Œuvre

Comme le fleuve qui coule (2006)

Plus que la faim, la soif, le chômage, la souffrance d'amour, le désespoir de la défaite, le pire de tout, c'est de sentir que personne, mais absolument personne en ce monde, ne s'intéresse à nous.
Il faut lutter pour ses rêves, mais il faut savoir également que quand certains chemins se révèlent impossibles, mieux vaut garder son énergie pour parcourir d'autres routes.
Nous sommes tous quelqu'un d'influent quand nous sommes absolument convaincus de ce que nous faisons.

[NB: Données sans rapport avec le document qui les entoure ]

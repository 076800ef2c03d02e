//! Recovery manager (§4.7).
//!
//! Grounded on the teacher's recovery-bypass discipline in
//! `domain/models/task.rs` (`force_status` paired with a `tracing::warn!`
//! rather than a silent mutation), generalized here to whole-tasks-file
//! reconciliation and active-wave-record repair.

use chrono::Utc;

use crate::domain::models::{ActiveWaveRecord, Task, TaskStatus, WavePhase};
use crate::state::StateStore;

pub struct RecoveryManager;

impl RecoveryManager {
    pub fn new() -> Self {
        Self
    }

    /// I1 (§4.7.1): a task left `in_progress` without a matching active
    /// wave is an orphan. Repairs in place and returns the repaired ids so
    /// the caller can write canonical feedback for each.
    pub fn repair_orphans(
        &self,
        tasks: &mut [Task],
        active_wave: Option<&ActiveWaveRecord>,
    ) -> Vec<String> {
        let active_ids: Vec<&str> = active_wave
            .map(|w| w.active_wave_task_ids.iter().map(String::as_str).collect())
            .unwrap_or_default();

        let mut repaired = Vec::new();
        for task in tasks.iter_mut() {
            if task.status == TaskStatus::InProgress && !active_ids.contains(&task.id.as_str()) {
                tracing::warn!(task_id = %task.id, "orphan task recovered: in_progress with no matching active wave");
                task.force_status(TaskStatus::Failed);
                repaired.push(task.id.clone());
            }
        }
        repaired
    }

    /// §4.7.2: on resume, an `activeWavePhase` that disagrees with the
    /// canonical phase is corruption, not a hint. Always warns before
    /// correcting (Open Question #3 in `DESIGN.md`: there is no silent
    /// path).
    pub fn reconcile_phase(
        &self,
        active_wave: &mut ActiveWaveRecord,
        canonical_phase: &str,
    ) -> bool {
        let recorded = active_wave.active_wave_phase.as_str();
        if recorded == canonical_phase {
            return false;
        }
        tracing::warn!(
            recorded_phase = recorded,
            canonical_phase,
            "active wave phase mismatch on resume; correcting to canonical phase"
        );
        active_wave.active_wave_phase = match canonical_phase {
            "task_spec_check" => WavePhase::TaskSpecCheck,
            _ => WavePhase::ImplementTask,
        };
        true
    }

    /// §4.7.3: manual stop mid-wave. Restores every reserved task to its
    /// pre-reservation status; the active-wave record itself is left for
    /// the caller to decide whether to clear (implement-phase stop) or
    /// preserve (between-phase stop, so a later run resumes exactly here).
    pub fn rollback_reservation(&self, tasks: &mut [Task], active_wave: &ActiveWaveRecord) {
        for task in tasks.iter_mut() {
            if let Some(prior) = active_wave.reserved_status_by_task_id.get(&task.id) {
                task.force_status(*prior);
            }
        }
    }

    pub async fn write_orphan_feedback(&self, store: &StateStore, task_id: &str, run_root: &std::path::Path) {
        let body = format!(
            "# Orphan recovery\n\nTask `{task_id}` was left `in_progress` at start-of-run with no \
             matching active wave record and has been marked `failed`.\n\nWorker state directory \
             (if any): `{}`\nRecovered at: {}\n",
            run_root.join("workers").join(task_id).display(),
            Utc::now().to_rfc3339(),
        );
        if let Err(e) = store.write_canonical_feedback(task_id, &body).await {
            tracing::warn!(task_id, error = %e, "failed to write orphan recovery feedback");
        }
    }
}

impl Default for RecoveryManager {
    fn default() -> Self {
        Self::new()
    }
}
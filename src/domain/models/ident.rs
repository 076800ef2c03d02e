//! Path-safe identifier validation.
//!
//! Every identifier that participates in a constructed filesystem path
//! (task id, run id, wave id) is validated here before it ever reaches a
//! `PathBuf`. This is a security boundary, not a style preference: an
//! unchecked id containing `..` or a path separator could escape the state
//! directory or the sandbox root.

use crate::domain::errors::OrchestratorError;

/// Validate an identifier destined to become a path segment.
///
/// Rejects empty strings, control characters, path separators (`/`, `\`),
/// and any component equal to or containing `..`.
pub fn validate_path_safe_id(kind: &'static str, id: &str) -> Result<(), OrchestratorError> {
    if id.is_empty() {
        return Err(OrchestratorError::InvalidIdentifier {
            kind,
            value: id.to_string(),
            reason: "must not be empty",
        });
    }
    if id.contains('/') || id.contains('\\') {
        return Err(OrchestratorError::InvalidIdentifier {
            kind,
            value: id.to_string(),
            reason: "must not contain a path separator",
        });
    }
    if id.contains("..") {
        return Err(OrchestratorError::InvalidIdentifier {
            kind,
            value: id.to_string(),
            reason: "must not contain '..'",
        });
    }
    if id.chars().any(char::is_control) {
        return Err(OrchestratorError::InvalidIdentifier {
            kind,
            value: id.to_string(),
            reason: "must not contain control characters",
        });
    }
    Ok(())
}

L'intuition n'a rien à voir avec la routine, elle relève d'un état d'esprit qui est au-delà de la technique.
A tout être humain ont été concédées deux qualités: le pouvoir et le don. Le pouvoir conduit l'homme à la rencontre de son destin; le don l'oblige à partager avec les autres ce qu'il y a de meilleur en lui.
On ne peut pas juger la beauté d'un chemin si l'on ne regarde que l'entrée.

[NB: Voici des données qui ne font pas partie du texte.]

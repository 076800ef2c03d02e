//! CLI entry point: wires the config loader, logger, and wave engine
//! together for the two operations the external workflow engine drives
//! (`run-wave`, `resolve`), plus a `status` table for human operators.
//!
//! Grounded on the teacher's `main.rs` dispatch shape (`Cli::parse()`,
//! match on `cli.command`, `anyhow::Context` on every fallible setup
//! step) reduced to this engine's much smaller command surface.

mod types;

pub use types::{Cli, Commands};

use std::sync::Arc;

use anyhow::{Context, Result};
use clap::Parser;
use comfy_table::{Cell, Table};
use tokio::sync::watch;

use crate::domain::models::WaveOutcome;
use crate::engine::{EngineConfig, TimeoutBounds, WaveEngine};
use crate::infrastructure::{CliGitOps, ConfigLoader, LoggerImpl, OrchestratorConfig};
use crate::sandbox::SandboxManager;
use crate::state::StateStore;

/// Parse arguments and dispatch. The sole entry point `main` calls.
pub async fn run() -> Result<()> {
    let cli = Cli::parse();
    let config = ConfigLoader::load().context("failed to load orchestrator configuration")?;
    let _logger = LoggerImpl::init(&config.logging).context("failed to initialize logger")?;

    match cli.command {
        Commands::RunWave {
            issue_id,
            canonical_branch,
        } => run_wave_once(&config, &issue_id, &canonical_branch).await,
        Commands::Resolve {
            issue_id,
            canonical_branch,
            max_iterations,
        } => resolve(&config, &issue_id, &canonical_branch, max_iterations).await,
        Commands::Status { issue_id } => print_status(&config, &issue_id).await,
    }
}

fn build_engine(config: &OrchestratorConfig, issue_id: &str, canonical_branch: &str) -> (WaveEngine, StateStore) {
    let state_dir = config.state_root.join(issue_id);
    let store = StateStore::new(state_dir);
    let git = Arc::new(CliGitOps);
    let sandbox_manager = SandboxManager::new(
        git.clone(),
        store.runs_root(),
        config.state_root.join(".sandboxes").join(issue_id),
    );
    let engine_config = EngineConfig {
        issue_id: issue_id.to_string(),
        repo_path: config.repo_path.clone(),
        canonical_branch: canonical_branch.to_string(),
        runner_bin: config.runner_bin.clone(),
        workflow_name: config.workflow_name.clone(),
        provider: config.provider.clone(),
        workflows_dir: config.workflows_dir.clone(),
        prompts_dir: config.prompts_dir.clone(),
    };
    (WaveEngine::new(git, sandbox_manager, engine_config), store)
}

/// A manual-stop watch fed by the process's Ctrl-C / SIGTERM signal,
/// shared across every `run_wave` call in this process (§4.7.3).
fn spawn_stop_signal() -> watch::Receiver<bool> {
    let (tx, rx) = watch::channel(false);
    tokio::spawn(async move {
        if tokio::signal::ctrl_c().await.is_ok() {
            tracing::info!("received interrupt; requesting manual stop");
            let _ = tx.send(true);
        }
    });
    rx
}

async fn timeout_bounds_for(store: &StateStore) -> Result<TimeoutBounds> {
    let issue = store
        .read_issue()
        .await
        .context("failed to read canonical issue record")?
        .context("issue.json does not exist; cannot drive a wave for an unknown issue")?;
    Ok(TimeoutBounds::from_secs(
        issue.settings.task_execution.iteration_timeout_sec,
        issue.settings.task_execution.inactivity_timeout_sec,
    ))
}

async fn run_wave_once(config: &OrchestratorConfig, issue_id: &str, canonical_branch: &str) -> Result<()> {
    let (engine, store) = build_engine(config, issue_id, canonical_branch);
    let timeout_bounds = timeout_bounds_for(&store).await?;
    let stop = spawn_stop_signal();

    let outcome = engine
        .run_wave(&store, timeout_bounds, stop)
        .await
        .context("wave engine iteration failed")?;

    report_outcome(&outcome);
    if matches!(outcome, WaveOutcome::MergeConflict { .. }) {
        anyhow::bail!("wave ended in a merge conflict; run is errored");
    }
    Ok(())
}

async fn resolve(
    config: &OrchestratorConfig,
    issue_id: &str,
    canonical_branch: &str,
    max_iterations: Option<usize>,
) -> Result<()> {
    let (engine, store) = build_engine(config, issue_id, canonical_branch);
    let stop = spawn_stop_signal();

    let mut iterations = 0usize;
    loop {
        if let Some(max) = max_iterations {
            if iterations >= max {
                tracing::warn!(max_iterations = max, "resolve hit its iteration safety bound");
                break;
            }
        }
        iterations += 1;

        let timeout_bounds = timeout_bounds_for(&store).await?;
        let outcome = engine
            .run_wave(&store, timeout_bounds, stop.clone())
            .await
            .context("wave engine iteration failed")?;
        report_outcome(&outcome);

        match outcome {
            WaveOutcome::MergeConflict { .. } => {
                anyhow::bail!("wave ended in a merge conflict; run is errored");
            }
            WaveOutcome::SetupFailed => {
                anyhow::bail!("wave setup failed; see the wave summary for details");
            }
            WaveOutcome::Stopped => {
                tracing::info!("run stopped by request");
                break;
            }
            WaveOutcome::NoWave => {
                let issue = store
                    .read_issue()
                    .await?
                    .context("issue.json disappeared mid-run")?;
                if issue.status.flags.all_tasks_complete {
                    tracing::info!("all tasks complete");
                } else {
                    tracing::info!("no eligible tasks and no active wave; nothing left to drive");
                }
                break;
            }
            WaveOutcome::Completed | WaveOutcome::TimedOut => {
                let issue = store
                    .read_issue()
                    .await?
                    .context("issue.json disappeared mid-run")?;
                if issue.status.flags.all_tasks_complete {
                    tracing::info!("all tasks complete");
                    break;
                }
            }
        }
    }
    Ok(())
}

async fn print_status(config: &OrchestratorConfig, issue_id: &str) -> Result<()> {
    let state_dir = config.state_root.join(issue_id);
    let store = StateStore::new(state_dir);
    let issue = store
        .read_issue()
        .await?
        .context("issue.json does not exist for this issue id")?;
    let tasks = store.read_tasks().await?;

    let mut table = Table::new();
    table.set_header(vec!["task", "status", "depends on"]);
    for task in &tasks {
        table.add_row(vec![
            Cell::new(&task.id),
            Cell::new(format!("{:?}", task.status)),
            Cell::new(task.depends_on.join(", ")),
        ]);
    }
    println!("{table}");
    println!(
        "phase={} taskPassed={} taskFailed={} hasMoreTasks={} allTasksComplete={}",
        issue.phase,
        issue.status.flags.task_passed,
        issue.status.flags.task_failed,
        issue.status.flags.has_more_tasks,
        issue.status.flags.all_tasks_complete,
    );
    if let Some(wave) = &issue.status.active_wave {
        println!(
            "active wave {} ({}): {}",
            wave.active_wave_id,
            wave.active_wave_phase.as_str(),
            wave.active_wave_task_ids.join(", ")
        );
    }
    Ok(())
}

fn report_outcome(outcome: &WaveOutcome) {
    match outcome {
        WaveOutcome::NoWave => tracing::info!("no-op: no eligible tasks"),
        WaveOutcome::Completed => tracing::info!("wave completed"),
        WaveOutcome::SetupFailed => tracing::error!("wave setup failed"),
        WaveOutcome::TimedOut => tracing::warn!("wave timed out"),
        WaveOutcome::Stopped => tracing::info!("wave stopped"),
        WaveOutcome::MergeConflict { task_id } => {
            tracing::error!(task_id = %task_id, "wave ended in merge conflict");
        }
    }
}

L'amour crée des ponts là où ils paraissent impossibles.
Il est malheureux que les gens ne voient que les différences qui les séparent. S'ils regardaient avec plus d'amour, ils discerneraient surtout ce qu'il y a de commun entre eux et la moitié des problèmes du monde seraient résolus.
Je ne fais rien, et je fais la chose la plus importante dans la vie d'un homme : j'écoute ce que j'avais besoin d'entendre de moi-même.

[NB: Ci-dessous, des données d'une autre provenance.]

//! Worker supervisor (§4.11).
//!
//! Grounded on `adapters/substrates/claude_code.rs`'s `execute_streaming`:
//! spawn via `tokio::process::Command` with piped stdout/stderr and
//! `kill_on_drop(true)`, drain each stream through a `BufReader::lines()`
//! loop in its own task, track the child's pid for out-of-band signalling,
//! and await `child.wait()` on the main task. This module keeps that shape
//! but forwards every line through `tracing` with a `[WORKER <taskId>]
//! [<stream>]` prefix and records the most recent line's arrival time for
//! the inactivity timeout (§4.5) instead of a generic output channel.

use std::os::unix::process::ExitStatusExt;
use std::path::PathBuf;
use std::sync::{Arc, Mutex};
use std::time::Instant;

use nix::sys::signal::{self, Signal};
use nix::unistd::Pid;
use tokio::io::{AsyncBufReadExt, BufReader};
use tokio::process::{Child, Command};

use crate::domain::errors::{OrchestratorError, OrchestratorResult};
use crate::domain::models::WavePhase;
use crate::state::StateStore;

/// Everything needed to construct the spawn command (§6.2).
pub struct SpawnSpec {
    pub runner_bin: String,
    pub workflow_name: String,
    pub phase: WavePhase,
    pub provider: String,
    pub workflows_dir: PathBuf,
    pub prompts_dir: PathBuf,
    pub state_dir: PathBuf,
    pub work_dir: PathBuf,
    pub task_id: String,
}

impl SpawnSpec {
    fn phase_arg(&self) -> &'static str {
        match self.phase {
            WavePhase::ImplementTask => "implement_task",
            WavePhase::TaskSpecCheck => "task_spec_check",
        }
    }
}

/// A running (or just-exited) worker process plus its activity clock.
pub struct WorkerHandle {
    pub task_id: String,
    state_dir: PathBuf,
    child: Child,
    pid: u32,
    last_activity: Arc<Mutex<Instant>>,
    stdout_task: tokio::task::JoinHandle<()>,
    stderr_task: tokio::task::JoinHandle<()>,
}

/// A worker's terminal exit condition plus the verdict flags harvested
/// from its worker-local `issue.json` (§4.11: "on exit, read the
/// worker-local issue record to harvest `taskPassed`/`taskFailed`").
/// A worker that exited without ever writing a readable local record is
/// treated as having failed (`task_passed = false, task_failed = true`),
/// matching [`crate::engine::wave::WaveEngine::read_completed_spec_check`]'s
/// handling of the same absent-record case on resume.
#[derive(Debug, Clone, Copy)]
pub struct WorkerExit {
    pub exit_code: i32,
    pub task_passed: bool,
    pub task_failed: bool,
}

impl WorkerHandle {
    pub fn pid(&self) -> u32 {
        self.pid
    }

    /// Seconds since the most recent line observed on stdout or stderr.
    pub fn idle_for(&self) -> std::time::Duration {
        self.last_activity.lock().expect("activity mutex poisoned").elapsed()
    }

    /// A cheap clone of the activity clock, for monitors that need to poll
    /// idle time after the handle itself has been moved into a wait task.
    pub fn activity_handle(&self) -> Arc<Mutex<Instant>> {
        self.last_activity.clone()
    }
}

#[derive(Debug, Clone, Copy, Default)]
pub struct WorkerSupervisor;

impl WorkerSupervisor {
    pub fn new() -> Self {
        Self
    }

    /// Spawn one worker process per the §6.2 argument contract.
    pub fn spawn(&self, spec: &SpawnSpec) -> OrchestratorResult<WorkerHandle> {
        let mut command = Command::new(&spec.runner_bin);
        command
            .arg("run-phase")
            .arg("--workflow")
            .arg(&spec.workflow_name)
            .arg("--phase")
            .arg(spec.phase_arg())
            .arg("--provider")
            .arg(&spec.provider)
            .arg("--workflows-dir")
            .arg(&spec.workflows_dir)
            .arg("--prompts-dir")
            .arg(&spec.prompts_dir)
            .arg("--state-dir")
            .arg(&spec.state_dir)
            .arg("--work-dir")
            .arg(&spec.work_dir)
            .stdin(std::process::Stdio::null())
            .stdout(std::process::Stdio::piped())
            .stderr(std::process::Stdio::piped())
            .kill_on_drop(true);

        let mut child = command.spawn().map_err(|e| OrchestratorError::WorkerSpawn {
            task_id: spec.task_id.clone(),
            source: e.into(),
        })?;

        let pid = child.id().ok_or_else(|| OrchestratorError::WorkerSpawn {
            task_id: spec.task_id.clone(),
            source: anyhow::anyhow!("worker process exited before its pid could be read"),
        })?;

        let last_activity = Arc::new(Mutex::new(Instant::now()));

        let stdout = child.stdout.take().expect("stdout was piped");
        let stderr = child.stderr.take().expect("stderr was piped");

        let stdout_task = spawn_line_forwarder(stdout, spec.task_id.clone(), "stdout", last_activity.clone());
        let stderr_task = spawn_line_forwarder(stderr, spec.task_id.clone(), "stderr", last_activity.clone());

        Ok(WorkerHandle {
            task_id: spec.task_id.clone(),
            state_dir: spec.state_dir.clone(),
            child,
            pid,
            last_activity,
            stdout_task,
            stderr_task,
        })
    }

    /// Wait for the worker to exit, normalize its exit condition (§4.11):
    /// numeric exit code, `128 + signal` if signalled, `0` if neither was
    /// observable, then read the worker-local `issue.json` it wrote to
    /// harvest its `taskPassed`/`taskFailed` verdict flags.
    pub async fn wait(&self, mut handle: WorkerHandle) -> OrchestratorResult<WorkerExit> {
        let status = handle.child.wait().await.map_err(|e| OrchestratorError::WorkerSpawn {
            task_id: handle.task_id.clone(),
            source: e.into(),
        })?;
        let _ = tokio::join!(handle.stdout_task, handle.stderr_task);

        let exit_code = status
            .code()
            .or_else(|| status.signal().map(|sig| 128 + sig))
            .unwrap_or(0);

        let worker_store = StateStore::new(&handle.state_dir);
        let (task_passed, task_failed) = match worker_store.read_issue().await {
            Ok(Some(record)) => (record.status.flags.task_passed, record.status.flags.task_failed),
            Ok(None) => (false, true),
            Err(e) => {
                tracing::warn!(
                    task_id = %handle.task_id,
                    error = %e,
                    "failed to read worker-local issue record; treating as failed"
                );
                (false, true)
            }
        };

        Ok(WorkerExit {
            exit_code,
            task_passed,
            task_failed,
        })
    }

    /// Cooperative termination (manual stop): SIGTERM. Takes a bare pid so
    /// callers can signal a worker whose `WorkerHandle` has already been
    /// moved into its wait task.
    pub fn terminate(&self, pid: u32) {
        send_signal(pid, Signal::SIGTERM);
    }

    /// Coercive termination (timeout or setup rollback): SIGKILL.
    pub fn kill(&self, pid: u32) {
        send_signal(pid, Signal::SIGKILL);
    }
}

impl Default for WorkerSupervisor {
    fn default() -> Self {
        Self::new()
    }
}

fn send_signal(pid: u32, sig: Signal) {
    if let Err(e) = signal::kill(Pid::from_raw(pid as i32), sig) {
        tracing::warn!(pid, signal = ?sig, error = %e, "failed to signal worker process");
    }
}

fn spawn_line_forwarder<R>(
    reader: R,
    task_id: String,
    stream: &'static str,
    last_activity: Arc<Mutex<Instant>>,
) -> tokio::task::JoinHandle<()>
where
    R: tokio::io::AsyncRead + Unpin + Send + 'static,
{
    tokio::spawn(async move {
        let mut lines = BufReader::new(reader).lines();
        loop {
            match lines.next_line().await {
                Ok(Some(line)) => {
                    *last_activity.lock().expect("activity mutex poisoned") = Instant::now();
                    tracing::info!(target: "worker", task_id = %task_id, stream, "[WORKER {task_id}][{stream}] {line}");
                }
                Ok(None) => break,
                Err(e) => {
                    tracing::warn!(task_id = %task_id, stream, error = %e, "error reading worker output");
                    break;
                }
            }
        }
    })
}

#[cfg(test)]
mod tests {
    use super::*;

    fn spec(task_id: &str) -> SpawnSpec {
        SpawnSpec {
            runner_bin: "true".to_string(),
            workflow_name: "default".to_string(),
            phase: WavePhase::ImplementTask,
            provider: "anthropic".to_string(),
            workflows_dir: PathBuf::from("./workflows"),
            prompts_dir: PathBuf::from("./prompts"),
            state_dir: PathBuf::from("/tmp"),
            work_dir: PathBuf::from("/tmp"),
            task_id: task_id.to_string(),
        }
    }

    fn seed_issue(state_dir: &std::path::Path, task_passed: bool, task_failed: bool) {
        use crate::domain::models::{
            ExecutionMode, IssueRecord, IssueSettings, IssueStatus, TaskExecutionSettings,
            WorkflowSignalFlags,
        };
        let store = StateStore::new(state_dir);
        let record = IssueRecord {
            issue_id: "42".to_string(),
            phase: "implement_task".to_string(),
            settings: IssueSettings {
                task_execution: TaskExecutionSettings {
                    mode: ExecutionMode::Parallel,
                    max_parallel_tasks: Some(1),
                    iteration_timeout_sec: None,
                    inactivity_timeout_sec: None,
                },
            },
            status: IssueStatus {
                flags: WorkflowSignalFlags {
                    task_passed,
                    task_failed,
                    has_more_tasks: false,
                    all_tasks_complete: false,
                },
                active_wave: None,
            },
        };
        tokio::runtime::Handle::current()
            .block_on(store.write_issue(&record))
            .unwrap();
    }

    #[tokio::test]
    async fn spawn_and_wait_exits_zero_for_true() {
        let dir = tempfile::tempdir().unwrap();
        let mut test_spec = spec("t1");
        test_spec.state_dir = dir.path().to_path_buf();
        let supervisor = WorkerSupervisor::new();
        let handle = supervisor.spawn(&test_spec).unwrap();
        let result = supervisor.wait(handle).await.unwrap();
        assert_eq!(result.exit_code, 0);
    }

    #[tokio::test]
    async fn wait_harvests_passed_flags_from_worker_local_issue_record() {
        let dir = tempfile::tempdir().unwrap();
        seed_issue(dir.path(), true, false);
        let mut test_spec = spec("t1");
        test_spec.state_dir = dir.path().to_path_buf();
        let supervisor = WorkerSupervisor::new();
        let handle = supervisor.spawn(&test_spec).unwrap();
        let result = supervisor.wait(handle).await.unwrap();
        assert_eq!(result.exit_code, 0);
        assert!(result.task_passed);
        assert!(!result.task_failed);
    }

    #[tokio::test]
    async fn wait_harvests_failed_flags_even_when_exit_code_is_zero() {
        let dir = tempfile::tempdir().unwrap();
        seed_issue(dir.path(), false, true);
        let mut test_spec = spec("t1");
        test_spec.state_dir = dir.path().to_path_buf();
        let supervisor = WorkerSupervisor::new();
        let handle = supervisor.spawn(&test_spec).unwrap();
        let result = supervisor.wait(handle).await.unwrap();
        assert_eq!(result.exit_code, 0);
        assert!(!result.task_passed);
        assert!(result.task_failed);
    }

    #[tokio::test]
    async fn wait_defaults_to_failed_when_no_local_record_exists() {
        let dir = tempfile::tempdir().unwrap();
        let mut test_spec = spec("t1");
        test_spec.state_dir = dir.path().to_path_buf();
        let supervisor = WorkerSupervisor::new();
        let handle = supervisor.spawn(&test_spec).unwrap();
        let result = supervisor.wait(handle).await.unwrap();
        assert!(!result.task_passed);
        assert!(result.task_failed);
    }

    #[tokio::test]
    async fn spawn_missing_binary_errors() {
        let supervisor = WorkerSupervisor::new();
        let mut bad_spec = spec("t1");
        bad_spec.runner_bin = "/no/such/binary-wavebed-test".to_string();
        assert!(supervisor.spawn(&bad_spec).is_err());
    }
}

Travailler est une bénédiction quand cela nous aide à penser à ce que nous sommes en train de faire. Mais cela devient une malédiction quand cela n'a d'autre utilité que de nous éviter de penser au sens de notre vie.
Nous pouvons avoir tous les moyens de communication du monde, mais rien, absolument rien, ne remplace le regard de l'être humain.
Un écrivain a le devoir et l'obligation de n'être pas compris par sa génération, ou bien il ne sera jamais considéré comme un génie, car il est convaincu qu'il est né à une époque dominée par la médiocrité.
Le mal se déguise parfois en émissaire du bien, mais son intention secrète est de provoquer plus de destruction.